Human cost of Florida's Medicaid reform battle

Noah Nero is a 7-year-old boy from Hudson who has battled serious health problems for all of his life. He was born with a bad heart, had open-heart surgery as a 3-week-old infant, then again at six months, then again as a toddler. He went through a heart transplant at the age of 5. He also suffered seven fractured bones.

He struggles with osteoporosis, autism, cerebral palsy, and lung disease. And his family can't afford private health insurance.

"I have to stay at home to take care of him.  It's not there," said Noah mother Cherish. "We depend on Medicaid."

Cherish is concerned because she says she has noticed a reduction in his therapy following Medicaid reforms.

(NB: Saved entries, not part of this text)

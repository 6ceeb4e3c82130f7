//! Per-particle attribute arrays

use glam::Vec3;
use rand::Rng;

/// Three parallel attribute arrays describing `len()` particles.
///
/// Each element is three tightly packed `f32`, which is exactly the layout of
/// the GPU storage buffers, so the arrays upload with `bytemuck::cast_slice`.
#[derive(Clone, Debug, Default, PartialEq)]
pub struct ParticleAttributes {
    pub positions: Vec<[f32; 3]>,
    pub colors: Vec<[f32; 3]>,
    pub velocities: Vec<[f32; 3]>,
}

impl ParticleAttributes {
    /// Generate `count` particles with uniform random positions in `[-1, 1]^3`,
    /// uniform random colors in `[0, 1]^3` and zero velocity.
    pub fn random<R: Rng>(count: usize, rng: &mut R) -> Self {
        let mut positions = Vec::with_capacity(count);
        let mut colors = Vec::with_capacity(count);

        for _ in 0..count {
            positions.push([
                rng.random_range(-1.0..=1.0),
                rng.random_range(-1.0..=1.0),
                rng.random_range(-1.0..=1.0),
            ]);
            colors.push([rng.random::<f32>(), rng.random::<f32>(), rng.random::<f32>()]);
        }

        Self {
            positions,
            colors,
            velocities: vec![[0.0; 3]; count],
        }
    }

    pub fn len(&self) -> usize {
        self.positions.len()
    }

    pub fn is_empty(&self) -> bool {
        self.positions.is_empty()
    }

    pub fn position(&self, index: usize) -> Option<Vec3> {
        self.positions.get(index).map(|p| Vec3::from_array(*p))
    }

    pub fn velocity(&self, index: usize) -> Option<Vec3> {
        self.velocities.get(index).map(|v| Vec3::from_array(*v))
    }

    /// True when all three arrays have the same length
    pub fn is_aligned(&self) -> bool {
        self.colors.len() == self.positions.len() && self.velocities.len() == self.positions.len()
    }

    /// True when every position and velocity component is finite
    pub fn is_finite(&self) -> bool {
        self.positions
            .iter()
            .chain(self.velocities.iter())
            .all(|v| v.iter().all(|c| c.is_finite()))
    }
}

#[cfg(test)]
mod tests {
    use super::*;
    use rand::rngs::StdRng;
    use rand::SeedableRng;

    #[test]
    fn random_attributes_respect_ranges() {
        let mut rng = StdRng::seed_from_u64(7);
        let attrs = ParticleAttributes::random(2_000, &mut rng);

        assert_eq!(attrs.len(), 2_000);
        assert!(attrs.is_aligned());
        assert!(attrs
            .positions
            .iter()
            .flatten()
            .all(|c| (-1.0..=1.0).contains(c)));
        assert!(attrs.colors.iter().flatten().all(|c| (0.0..=1.0).contains(c)));
        assert!(attrs.velocities.iter().flatten().all(|c| *c == 0.0));
    }

    #[test]
    fn same_seed_gives_same_particles() {
        let a = ParticleAttributes::random(64, &mut StdRng::seed_from_u64(1));
        let b = ParticleAttributes::random(64, &mut StdRng::seed_from_u64(1));
        let c = ParticleAttributes::random(64, &mut StdRng::seed_from_u64(2));

        assert_eq!(a, b);
        assert_ne!(a, c);
    }

    #[test]
    fn empty_generation() {
        let attrs = ParticleAttributes::random(0, &mut StdRng::seed_from_u64(0));
        assert!(attrs.is_empty());
        assert!(attrs.is_aligned());
        assert_eq!(attrs.position(0), None);
    }

    #[test]
    fn finiteness_check_catches_nan() {
        let mut attrs = ParticleAttributes::random(4, &mut StdRng::seed_from_u64(3));
        assert!(attrs.is_finite());
        attrs.velocities[2][1] = f32::NAN;
        assert!(!attrs.is_finite());
    }
}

"The first seven years, we never had issues. Now I'm constantly fighting to get what he needs," she added. "It's just been within the last year. Things are more difficult."

And it may soon get much harder, because the federal hospital fund (LIP) that helps cover Noah's medical costs is being phased out by the federal government.

Cherish fears those reforms will come at her son's expense. "The cutbacks terrify me. Everything he needs, he needs to live."

The rising costs of Medicaid drove state reforms under Governor Rick Scott that started with former Governor Jeb Bush.  If you count federal contributions, Medicaid accounts for around 30 percent of the state budget. And after national reforms (and years of assessments), the federal government decided to phase out the LIP hospital fund.

The state agreed to shift some state money into that fund this year, but lawmakers and hospitals are still facing a looming challenge.